In 2006, the Whitmire family donated to the same land trust a conservation easement protecting 696 acres. Such an arrangement makes a place permanently undevelopable and its owners get tax breaks for pledging to protect the conservation values of the property forever.
Ridgefield Farm contains most of the headwaters of Little Brasstown Creek. There’s myriad fenced pasture sections to which portions of the herd are systematically moved. In 2017, Hiwassee River Watershed Coalition penned a letter to Steve Whitmire because the pastures adjoining the creek (where over 20 years more than $850,000 of public monies have been invested by HRWC and private landowners) had been denuded and in the winter time of much rain and snow, all were seas of mud running downhill to the creek, a Brasstown Creek tributary.
“We haven’t talked about this publicly before,” Callie Moore said at State of the Water tonight. “We are now.”
“Our board of directors most recently contacted Mainspring Conservation Trust who holds the conservation easement… and the farm has plans to make improvements.”
BELL CREEK in Towns County was the only waterway moved into the highest priority category for 2019. This creek is an anomaly in an otherwise improving Lake Chatuge watershed. E. coli levels are consistently very high as measured by monthly Adopt-A-Stream monitoring volunteers. HRWC has as its first order of business to find out what the sources of the bacteria are and to assist landowners with improving water quality there.
A generation of water-minded leaders
A satisfying disclosure of State of the Water again this time is that HRWC will continue the university-students alternative spring breaks. I’ve looked into the faces of groups of these young people from universities from Florida almost to Canada. In those faces I’ve seen what I think are future Congress members, governors and mayors. Instead of going to Atlantic coast resort beaches for their spring break from classes, they’ve elected to find HRWC environmental conservation work. There’s plenty to do including restoration of riparian buffers where stream-side vegetation has been unwisely removed. Riparian buffers filter out pathogens, nutrients and excess sediment.
To choose altruism instead of hell-raising, to commit to do conservation work in the few days of their needed breaks, may implant in many an undergrad a purpose for later life. The HRWC alternative spring break program in Georgia and North Carolina is a giant setback for distillers, markets and convenience stores, and to motels and restaurants in the resort beach areas. I say let it continue to be so.

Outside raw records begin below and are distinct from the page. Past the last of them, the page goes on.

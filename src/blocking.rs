//! Blocking client surface.
//!
//! Mirrors the async [`Session`](crate::Session) and
//! [`SessionPool`](crate::SessionPool) over `std::net` for callers without
//! an async runtime. The configured deadline maps to socket read/write
//! timeouts, surfacing as [`ClientError::Timeout`].

use std::io::{self, Write};
use std::net::{SocketAddr, TcpStream, ToSocketAddrs};
use std::sync::atomic::{AtomicU64, Ordering};
use std::sync::Arc;

use parking_lot::Mutex;
use tracing::{debug, trace};

use crate::commands::{self, Database};
use crate::error::{ClientError, ClientResult};
use crate::pool::{EventHandler, PoolEvent};
use crate::protocol::{self, FrameReader};
use crate::session::SessionConfig;

// ============================================================================
// Session
// ============================================================================

/// One authenticated connection to the server, blocking flavor.
pub struct Session {
    stream: TcpStream,
    reader: FrameReader,
    info: String,
    tag: Option<String>,
}

impl Session {
    /// Connect and authenticate.
    pub fn connect(config: &SessionConfig) -> ClientResult<Self> {
        let stream = connect_stream(config)?;
        stream
            .set_read_timeout(config.timeout)
            .map_err(ClientError::from_io)?;
        stream
            .set_write_timeout(config.timeout)
            .map_err(ClientError::from_io)?;
        stream.set_nodelay(true).map_err(ClientError::from_io)?;

        let mut session = Session {
            stream,
            reader: FrameReader::new(),
            info: String::new(),
            tag: None,
        };
        session.login(&config.username, &config.password)?;
        debug!(host = %config.host, port = config.port, "session established");
        Ok(session)
    }

    fn login(&mut self, username: &str, password: &str) -> ClientResult<()> {
        let greeting = self.receive_text()?;
        let digest = protocol::login_digest(&greeting, username, password);
        self.send(username)?;
        self.send(&digest)?;
        if self.read_status()? != 0 {
            return Err(ClientError::AccessDenied);
        }
        Ok(())
    }

    /// Execute a command and return the decoded payload.
    pub fn execute(&mut self, command: &str) -> ClientResult<String> {
        trace!(command, "execute");
        self.send(command)?;
        self.reader.reset();
        let payload = self.receive()?;
        self.info = self.receive_text()?;
        if self.read_status()? != 0 {
            return Err(ClientError::Command(self.info.clone()));
        }
        Ok(String::from_utf8_lossy(&payload).into_owned())
    }

    /// Stream an arbitrary binary payload in place of a command.
    pub fn send_payload(&mut self, payload: &[u8]) -> ClientResult<()> {
        let frame = protocol::encode_payload(payload);
        self.stream.write_all(&frame).map_err(ClientError::from_io)?;
        self.reader.reset();
        self.info = self.receive_text()?;
        if self.read_status()? != 0 {
            return Err(ClientError::Command(self.info.clone()));
        }
        Ok(())
    }

    /// Send the `exit` command without awaiting a reply and release the
    /// transport. The transport is released even when the send fails.
    pub fn close(mut self) -> ClientResult<()> {
        self.send("exit")
    }

    /// Info string from the most recent command.
    pub fn info(&self) -> &str {
        &self.info
    }

    pub fn tag(&self) -> Option<&str> {
        self.tag.as_deref()
    }

    pub fn set_tag(&mut self, tag: Option<String>) {
        self.tag = tag;
    }

    // ========================================================================
    // Command helpers
    // ========================================================================

    /// Open the named database on this session.
    pub fn open_database(&mut self, database: &str) -> ClientResult<()> {
        self.execute(&commands::open(database)).map(|_| ())
    }

    /// Bind external variables for the next query.
    pub fn set_bindings(&mut self, vars: &[(&str, &str)]) -> ClientResult<String> {
        self.execute(&commands::set_bindings(vars))
    }

    /// Run a query against the currently open database.
    pub fn query(&mut self, query: &str) -> ClientResult<String> {
        self.execute(&commands::xquery(query))
    }

    /// Bind external variables, then run the query.
    pub fn query_with_bindings(
        &mut self,
        query: &str,
        vars: &[(&str, &str)],
    ) -> ClientResult<String> {
        self.set_bindings(vars)?;
        self.query(query)
    }

    // ========================================================================
    // Private helpers
    // ========================================================================

    fn send(&mut self, message: &str) -> ClientResult<()> {
        let frame = protocol::encode_text(message);
        self.stream.write_all(&frame).map_err(ClientError::from_io)
    }

    fn receive(&mut self) -> ClientResult<Vec<u8>> {
        self.reader.read_frame(&mut self.stream)
    }

    fn receive_text(&mut self) -> ClientResult<String> {
        Ok(String::from_utf8_lossy(&self.receive()?).into_owned())
    }

    fn read_status(&mut self) -> ClientResult<u8> {
        self.reader.read_byte(&mut self.stream)
    }
}

fn connect_stream(config: &SessionConfig) -> ClientResult<TcpStream> {
    match config.timeout {
        None => TcpStream::connect((config.host.as_str(), config.port))
            .map_err(ClientError::from_io),
        Some(limit) => {
            let addrs: Vec<SocketAddr> = (config.host.as_str(), config.port)
                .to_socket_addrs()
                .map_err(ClientError::from_io)?
                .collect();
            let mut last: Option<io::Error> = None;
            for addr in addrs {
                match TcpStream::connect_timeout(&addr, limit) {
                    Ok(stream) => return Ok(stream),
                    Err(err) => last = Some(err),
                }
            }
            Err(match last {
                Some(err) => ClientError::from_io(err),
                None => ClientError::from_io(io::ErrorKind::AddrNotAvailable.into()),
            })
        }
    }
}

// ============================================================================
// Session Pool
// ============================================================================

/// One pool entry; see the async pool for the slot life cycle.
struct Slot {
    id: u64,
    database: String,
    busy: bool,
    session: Option<Session>,
}

struct PoolInner {
    config: SessionConfig,
    /// `None` once the pool has been shut down.
    slots: Mutex<Option<Vec<Slot>>>,
    next_slot_id: AtomicU64,
    on_event: Option<EventHandler>,
}

impl PoolInner {
    fn release(&self, slot_id: u64, session: Session) {
        let mut guard = self.slots.lock();
        if let Some(slots) = guard.as_mut() {
            if let Some(slot) = slots.iter_mut().find(|slot| slot.id == slot_id) {
                slot.busy = false;
                slot.session = Some(session);
            }
        }
    }

    fn unregister(&self, slot_id: u64) {
        let mut guard = self.slots.lock();
        if let Some(slots) = guard.as_mut() {
            slots.retain(|slot| slot.id != slot_id);
        }
    }
}

/// Blocking pool of reusable sessions, keyed case-insensitively by
/// database name. Same semantics as the async pool.
#[derive(Clone)]
pub struct SessionPool {
    inner: Arc<PoolInner>,
}

impl SessionPool {
    /// Create a pool. No connection is opened until the first acquire.
    pub fn new(config: SessionConfig) -> Self {
        Self::build(config, None)
    }

    /// Create a pool with an event callback for open notifications.
    pub fn with_event_handler(config: SessionConfig, handler: EventHandler) -> Self {
        Self::build(config, Some(handler))
    }

    fn build(config: SessionConfig, on_event: Option<EventHandler>) -> Self {
        SessionPool {
            inner: Arc::new(PoolInner {
                config,
                slots: Mutex::new(Some(Vec::new())),
                next_slot_id: AtomicU64::new(0),
                on_event,
            }),
        }
    }

    /// Check out a session bound to `database` (empty = no database open).
    pub fn acquire(&self, database: &str) -> ClientResult<DatabaseSession> {
        let slot_id = {
            let mut guard = self.inner.slots.lock();
            let slots = guard.as_mut().ok_or(ClientError::PoolClosed)?;

            let mut reused = None;
            if let Some(slot) = slots
                .iter_mut()
                .find(|slot| !slot.busy && slot.database.eq_ignore_ascii_case(database))
            {
                if let Some(session) = slot.session.take() {
                    slot.busy = true;
                    reused = Some((slot.id, slot.database.clone(), session));
                }
            }
            if let Some((id, name, session)) = reused {
                debug!(database = %name, slot = id, "reusing idle session");
                return Ok(DatabaseSession::checked_out(
                    session,
                    id,
                    name,
                    Arc::clone(&self.inner),
                ));
            }

            let id = self.inner.next_slot_id.fetch_add(1, Ordering::Relaxed);
            slots.push(Slot {
                id,
                database: database.to_string(),
                busy: true,
                session: None,
            });
            id
        };

        match self.open_session(database) {
            Ok(session) => {
                debug!(database, slot = slot_id, "created session");
                Ok(DatabaseSession::checked_out(
                    session,
                    slot_id,
                    database.to_string(),
                    Arc::clone(&self.inner),
                ))
            }
            Err(err) => {
                self.inner.unregister(slot_id);
                Err(err)
            }
        }
    }

    fn open_session(&self, database: &str) -> ClientResult<Session> {
        let mut session = Session::connect(&self.inner.config)?;
        if !database.is_empty() {
            self.emit(PoolEvent::Opening {
                database: database.to_string(),
            });
            if let Err(err) = session.open_database(database) {
                let _ = session.close();
                return Err(err);
            }
            self.emit(PoolEvent::Opened {
                database: database.to_string(),
            });
        }
        Ok(session)
    }

    /// Run `list` on a databaseless session and parse the reply.
    pub fn databases(&self) -> ClientResult<Vec<Database>> {
        let mut session = self.acquire("")?;
        let listing = session.execute("list")?;
        Ok(commands::parse_database_list(&listing))
    }

    /// Shut the pool down; see the async pool for the contract.
    pub fn close(&self) {
        let slots = self.inner.slots.lock().take();
        let Some(slots) = slots else {
            return;
        };
        debug!(sessions = slots.len(), "closing session pool");
        for slot in slots {
            if let Some(session) = slot.session {
                let _ = session.close();
            }
        }
    }

    /// Number of sessions the pool currently tracks, busy or idle.
    pub fn total_sessions(&self) -> usize {
        self.inner.slots.lock().as_ref().map_or(0, Vec::len)
    }

    /// Number of idle sessions ready for reuse.
    pub fn idle_sessions(&self) -> usize {
        self.inner
            .slots
            .lock()
            .as_ref()
            .map_or(0, |slots| slots.iter().filter(|slot| !slot.busy).count())
    }

    fn emit(&self, event: PoolEvent) {
        if let Some(handler) = &self.inner.on_event {
            handler(&event);
        }
    }
}

// ============================================================================
// Database-bound Session
// ============================================================================

/// A blocking session checked out from the pool, fixed to one database
/// name. Dropping the guard returns the session to the pool on every exit
/// path; the connection itself is never closed by a release.
pub struct DatabaseSession {
    session: Option<Session>,
    database: String,
    slot: u64,
    pool: Arc<PoolInner>,
}

impl std::fmt::Debug for DatabaseSession {
    fn fmt(&self, f: &mut std::fmt::Formatter<'_>) -> std::fmt::Result {
        f.debug_struct("DatabaseSession")
            .field("database", &self.database)
            .field("slot", &self.slot)
            .field("checked_out", &self.session.is_some())
            .finish()
    }
}

impl DatabaseSession {
    fn checked_out(session: Session, slot: u64, database: String, pool: Arc<PoolInner>) -> Self {
        DatabaseSession {
            session: Some(session),
            database,
            slot,
            pool,
        }
    }

    /// The database name this session was acquired for.
    pub fn database(&self) -> &str {
        &self.database
    }

    pub fn execute(&mut self, command: &str) -> ClientResult<String> {
        self.session_mut()?.execute(command)
    }

    pub fn send_payload(&mut self, payload: &[u8]) -> ClientResult<()> {
        self.session_mut()?.send_payload(payload)
    }

    pub fn set_bindings(&mut self, vars: &[(&str, &str)]) -> ClientResult<String> {
        self.session_mut()?.set_bindings(vars)
    }

    pub fn query(&mut self, query: &str) -> ClientResult<String> {
        self.session_mut()?.query(query)
    }

    pub fn query_with_bindings(
        &mut self,
        query: &str,
        vars: &[(&str, &str)],
    ) -> ClientResult<String> {
        self.session_mut()?.query_with_bindings(query, vars)
    }

    /// Info string from the most recent command.
    pub fn info(&self) -> &str {
        self.session.as_ref().map_or("", Session::info)
    }

    pub fn tag(&self) -> Option<&str> {
        self.session.as_ref().and_then(Session::tag)
    }

    pub fn set_tag(&mut self, tag: Option<String>) {
        if let Some(session) = self.session.as_mut() {
            session.set_tag(tag);
        }
    }

    fn session_mut(&mut self) -> ClientResult<&mut Session> {
        self.session.as_mut().ok_or(ClientError::ConnectionClosed)
    }
}

impl Drop for DatabaseSession {
    fn drop(&mut self) {
        if let Some(session) = self.session.take() {
            self.pool.release(self.slot, session);
        }
    }
}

HRWC in 2019 also will continue hosting field days for kids; the improving of Little Brasstown Creek; working with Young Harris College in Georgia to improve Corn Creek; and continue being a partner of USFS North Carolina ongoing development of 20-year plans for the Nantahala and Pisgah National Forests.
“In some cases, our priorities are limited by what we have the ability to do,” said Moore, meaning the riparian improvements need private property owners’ permission.
HRWC began more than two decades ago with founders’ optimistic and naïve announcements how the four county governments will faithfully, every July at start-up of their fiscal years, make donations to HRWC. Half no longer do. In addition, soon after the non-profit’s start-up, a political party long out of power gained it and proceeded to cut by 90 percent the N.C. Clean Water Management Trust Fund.
“We have become much more dependent on private donors and can no longer depend on grants from government agencies,” Moore said.
Tom Bennett of the Martins Creek community near Murphy, N.C., was a retired newsman, Hiwassee River Watershed Coalition member/volunteer/donor and recipient of the 2015 Holman Water Quality Stewardship Award. Tom died on December 28, 2020.